▶ [Required work]: Each line that contains the word "been" is to be copied from the records below.

▶ [Data shown]:
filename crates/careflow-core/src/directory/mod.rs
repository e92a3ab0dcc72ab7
//! Directory read-through cache.
//!
//! The hospital directory (doctors, patients, dispatchers, ambulances)
//! lives in an upstream system and incident or appointment rows only carry
//! its IDs. Presentation layers resolve an ID to a display summary here
//! instead of joining upstream data into every read path.

use thiserror::Error;

use crate::db::Database;
use crate::models::{now_timestamp, RefKind, RefSummary};

/// Directory errors.
#[derive(Error, Debug)]
pub enum DirectoryError {
    #[error("Database error: {0}")]
    Database(#[from] crate::db::DbError),

    #[error("Validation failed: {0}")]
    Validation(String),
}

pub type DirectoryResult<T> = Result<T, DirectoryError>;

/// Resolves directory references against the local summary cache.
pub struct DirectoryResolver<'a> {
    db: &'a Database,
}

impl<'a> DirectoryResolver<'a> {
    /// Create a new resolver over the given database.
    pub fn new(db: &'a Database) -> Self {
        Self { db }
    }

    /// Resolve a reference to its cached summary. An unknown reference is
    /// `None`, not an error; the ID may simply not have synced yet.
    pub fn resolve_ref(&self, kind: RefKind, id: &str) -> DirectoryResult<Option<RefSummary>> {
        Ok(self.db.get_directory_entry(kind, id)?)
    }

    /// Store or refresh a summary, stamping the sync time.
    pub fn upsert_entry(
        &self,
        kind: RefKind,
        id: &str,
        display_name: &str,
        detail: Option<String>,
    ) -> DirectoryResult<RefSummary> {
        if id.trim().is_empty() {
            return Err(DirectoryError::Validation(
                "Reference ID must not be blank".into(),
            ));
        }
        if display_name.trim().is_empty() {
            return Err(DirectoryError::Validation(
                "Display name must not be blank".into(),
            ));
        }

        let entry = RefSummary {
            kind,
            id: id.to_string(),
            display_name: display_name.to_string(),
            detail,
            last_synced: Some(now_timestamp()),
        };
        self.db.upsert_directory_entry(&entry)?;
        Ok(entry)
    }
}
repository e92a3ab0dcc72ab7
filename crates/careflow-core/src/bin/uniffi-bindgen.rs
fn main() {
    uniffi::uniffi_bindgen_main()
}
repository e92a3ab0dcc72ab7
//! End-to-end tests through the exported FFI surface.

use careflow_core::{open_database_in_memory, CareflowError};

#[test]
fn test_incident_flow_over_ffi() {
    let core = open_database_in_memory().unwrap();

    let incident = core
        .report_incident(
            "12 Harbor St".into(),
            "+1-555-0100".into(),
            "chest pain".into(),
        )
        .unwrap();
    assert_eq!(incident.status, "reported");
    assert_eq!(incident.display_number, "INC-000001");

    let dispatched = core
        .assign_dispatch(incident.id.clone(), "D1".into(), "A1".into())
        .unwrap();
    assert_eq!(dispatched.status, "dispatched");
    assert!(core.list_er_incoming().unwrap().is_empty());

    let transporting = core.record_transport_start(incident.id.clone()).unwrap();
    assert_eq!(transporting.status, "transporting");
    assert!(transporting.transport_started_at.is_some());

    let incoming = core.list_er_incoming().unwrap();
    assert_eq!(incoming.len(), 1);
    assert_eq!(incoming[0].id, incident.id);

    let arrived = core.record_arrival(incident.id.clone()).unwrap();
    assert_eq!(arrived.status, "arrived");

    let closed = core.close_incident(incident.id.clone()).unwrap();
    assert_eq!(closed.status, "closed");
    assert!(core.list_dispatch_board().unwrap().is_empty());
}

#[test]
fn test_booking_and_checkin_over_ffi() {
    let core = open_database_in_memory().unwrap();

    core.publish_slot_catalog(
        "doctor-1".into(),
        "2026-09-01".into(),
        vec!["09:00".into(), "09:30".into()],
    )
    .unwrap();
    assert_eq!(
        core.list_available_slots("doctor-1".into(), "2026-09-01".into())
            .unwrap(),
        vec!["09:00", "09:30"]
    );

    let appointment = core
        .book_slot(
            "doctor-1".into(),
            "2026-09-01".into(),
            "09:00".into(),
            "P1".into(),
        )
        .unwrap();
    assert_eq!(appointment.status, "booked");
    // The digest never crosses the boundary; only the expiry is visible
    assert!(appointment.checkin_token_expires.is_none());

    let issued = core.issue_checkin_token(appointment.id.clone()).unwrap();
    assert_eq!(issued.appointment_id, appointment.id);
    assert_eq!(issued.token.len(), 64);

    core.validate_checkin_token(appointment.id.clone(), issued.token.clone())
        .unwrap();

    let released = core.release_slot(appointment.id.clone()).unwrap();
    assert_eq!(released.status, "cancelled");
    // Idempotent over FFI too
    core.release_slot(appointment.id).unwrap();
}

#[test]
fn test_directory_over_ffi() {
    let core = open_database_in_memory().unwrap();

    assert!(core
        .resolve_ref("ambulance".into(), "A1".into())
        .unwrap()
        .is_none());

    core.upsert_directory_entry(
        "ambulance".into(),
        "A1".into(),
        "Unit 1".into(),
        Some("Advanced life support".into()),
    )
    .unwrap();

    let summary = core
        .resolve_ref("ambulance".into(), "A1".into())
        .unwrap()
        .unwrap();
    assert_eq!(summary.kind, "ambulance");
    assert_eq!(summary.display_name, "Unit 1");

    let err = core
        .resolve_ref("starship".into(), "A1".into())
        .unwrap_err();
    assert!(matches!(err, CareflowError::ValidationError(_)));
}

#[test]
fn test_error_codes_stay_stable() {
    let core = open_database_in_memory().unwrap();

    // ValidationError
    let err = core
        .report_incident("".into(), "+1-555-0100".into(), "fall".into())
        .unwrap_err();
    assert!(matches!(err, CareflowError::ValidationError(_)));

    // NotFound
    let err = core.get_incident("nope".into()).unwrap_err();
    assert!(matches!(err, CareflowError::NotFound(_)));

    let incident = core
        .report_incident(
            "12 Harbor St".into(),
            "+1-555-0100".into(),
            "chest pain".into(),
        )
        .unwrap();
    core.assign_dispatch(incident.id.clone(), "D1".into(), "A1".into())
        .unwrap();

    // Conflict: a second assignment presumes a pre-dispatch snapshot
    let err = core
        .assign_dispatch(incident.id.clone(), "D2".into(), "A2".into())
        .unwrap_err();
    assert!(matches!(err, CareflowError::Conflict(_)));

    // IllegalTransition: cancelling after arrival
    core.record_transport_start(incident.id.clone()).unwrap();
    core.record_arrival(incident.id.clone()).unwrap();
    let err = core
        .cancel_incident(incident.id.clone(), "too late".into())
        .unwrap_err();
    assert!(matches!(err, CareflowError::IllegalTransition(_)));

    core.publish_slot_catalog("doctor-1".into(), "2026-09-01".into(), vec!["09:00".into()])
        .unwrap();
    let appointment = core
        .book_slot(
            "doctor-1".into(),
            "2026-09-01".into(),
            "09:00".into(),
            "P1".into(),
        )
        .unwrap();

    // InvalidSlot vs SlotConflict
    let err = core
        .book_slot(
            "doctor-1".into(),
            "2026-09-01".into(),
            "10:00".into(),
            "P2".into(),
        )
        .unwrap_err();
    assert!(matches!(err, CareflowError::InvalidSlot(_)));
    let err = core
        .book_slot(
            "doctor-1".into(),
            "2026-09-01".into(),
            "09:00".into(),
            "P2".into(),
        )
        .unwrap_err();
    assert!(matches!(err, CareflowError::SlotConflict(_)));

    // Mismatch, then AlreadyConsumed
    let issued = core.issue_checkin_token(appointment.id.clone()).unwrap();
    let err = core
        .validate_checkin_token(appointment.id.clone(), "wrong-token".into())
        .unwrap_err();
    assert!(matches!(err, CareflowError::Mismatch(_)));
    core.validate_checkin_token(appointment.id.clone(), issued.token.clone())
        .unwrap();
    let err = core
        .validate_checkin_token(appointment.id, issued.token)
        .unwrap_err();
    assert!(matches!(err, CareflowError::AlreadyConsumed(_)));
}
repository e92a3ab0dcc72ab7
//! Appointment and check-in token models.

use serde::{Deserialize, Serialize};

use super::now_timestamp;

/// Appointment status.
#[derive(Debug, Clone, Copy, Serialize, Deserialize, PartialEq, Eq)]
pub enum AppointmentStatus {
    /// Slot is held by this appointment
    Booked,
    /// Released; the slot is free again
    Cancelled,
}

impl AppointmentStatus {
    /// Storage/display form of the status.
    pub fn as_str(self) -> &'static str {
        match self {
            AppointmentStatus::Booked => "booked",
            AppointmentStatus::Cancelled => "cancelled",
        }
    }

    /// Parse the storage form back into a status.
    pub fn parse(s: &str) -> Option<Self> {
        match s {
            "booked" => Some(AppointmentStatus::Booked),
            "cancelled" => Some(AppointmentStatus::Cancelled),
            _ => None,
        }
    }
}

impl std::fmt::Display for AppointmentStatus {
    fn fmt(&self, f: &mut std::fmt::Formatter<'_>) -> std::fmt::Result {
        f.write_str(self.as_str())
    }
}

/// A confirmed booking of one slot for one patient.
#[derive(Debug, Clone, Serialize, Deserialize, PartialEq)]
pub struct Appointment {
    /// Unique appointment ID
    pub id: String,
    /// Patient reference (resolved by the external directory)
    pub patient_id: String,
    /// Doctor reference (resolved by the external directory)
    pub doctor_id: String,
    /// Calendar day, YYYY-MM-DD
    pub date: String,
    /// Slot label from the published catalog (e.g. "09:00")
    pub time_slot: String,
    /// Booking status
    pub status: AppointmentStatus,
    /// SHA-256 digest of the current check-in token, if one was issued
    pub checkin_token_digest: Option<String>,
    /// When the current check-in token stops being valid
    pub checkin_token_expires: Option<String>,
    /// Whether the current check-in token has been used
    pub checkin_token_consumed: bool,
    /// Creation timestamp
    pub created_at: String,
    /// Last mutation timestamp
    pub updated_at: String,
}

impl Appointment {
    /// Create a fresh booking for a slot.
    pub fn new(patient_id: String, doctor_id: String, date: String, time_slot: String) -> Self {
        let now = now_timestamp();
        Self {
            id: uuid::Uuid::new_v4().to_string(),
            patient_id,
            doctor_id,
            date,
            time_slot,
            status: AppointmentStatus::Booked,
            checkin_token_digest: None,
            checkin_token_expires: None,
            checkin_token_consumed: false,
            created_at: now.clone(),
            updated_at: now,
        }
    }

    /// Whether this appointment still holds its slot.
    pub fn holds_slot(&self) -> bool {
        self.status == AppointmentStatus::Booked
    }

    /// The check-in token state, if one has been issued.
    pub fn checkin_token(&self) -> Option<CheckInToken> {
        Some(CheckInToken {
            appointment_id: self.id.clone(),
            token_digest: self.checkin_token_digest.clone()?,
            expires_at: self.checkin_token_expires.clone()?,
            consumed: self.checkin_token_consumed,
        })
    }
}

/// Check-in token state, stored on its appointment but modeled separately.
#[derive(Debug, Clone, Serialize, Deserialize, PartialEq)]
pub struct CheckInToken {
    /// Owning appointment
    pub appointment_id: String,
    /// SHA-256 digest of the opaque token value
    pub token_digest: String,
    /// Expiry instant; the token is unusable from this time on
    pub expires_at: String,
    /// Set once the token has been used at a kiosk
    pub consumed: bool,
}

/// Plaintext token handed to the caller at issuance. Only the digest is
/// stored; the value cannot be recovered later.
#[derive(Debug, Clone, Serialize, Deserialize, PartialEq)]
pub struct IssuedToken {
    /// Owning appointment
    pub appointment_id: String,
    /// Opaque token value to present at the kiosk
    pub token: String,
    /// Expiry instant
    pub expires_at: String,
}

#[cfg(test)]
mod tests {
    use super::*;

    #[test]
    fn test_new_appointment() {
        let appt = Appointment::new(
            "patient-1".into(),
            "doctor-1".into(),
            "2026-09-01".into(),
            "09:00".into(),
        );
        assert_eq!(appt.id.len(), 36);
        assert_eq!(appt.status, AppointmentStatus::Booked);
        assert!(appt.holds_slot());
        assert!(appt.checkin_token().is_none());
        assert_eq!(appt.created_at, appt.updated_at);
    }

    #[test]
    fn test_checkin_token_view() {
        let mut appt = Appointment::new(
            "patient-1".into(),
            "doctor-1".into(),
            "2026-09-01".into(),
            "09:00".into(),
        );
        appt.checkin_token_digest = Some("d1".into());
        appt.checkin_token_expires = Some("2026-09-01T09:05:00.000Z".into());

        let token = appt.checkin_token().unwrap();
        assert_eq!(token.appointment_id, appt.id);
        assert_eq!(token.token_digest, "d1");
        assert!(!token.consumed);
    }

    #[test]
    fn test_status_round_trip() {
        assert_eq!(
            AppointmentStatus::parse(AppointmentStatus::Booked.as_str()),
            Some(AppointmentStatus::Booked)
        );
        assert_eq!(
            AppointmentStatus::parse(AppointmentStatus::Cancelled.as_str()),
            Some(AppointmentStatus::Cancelled)
        );
        assert_eq!(AppointmentStatus::parse("no_show"), None);
    }
}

▶ [Task answer]:
    /// Whether the current check-in token has been used
    /// The check-in token state, if one has been issued.
    /// Set once the token has been used at a kiosk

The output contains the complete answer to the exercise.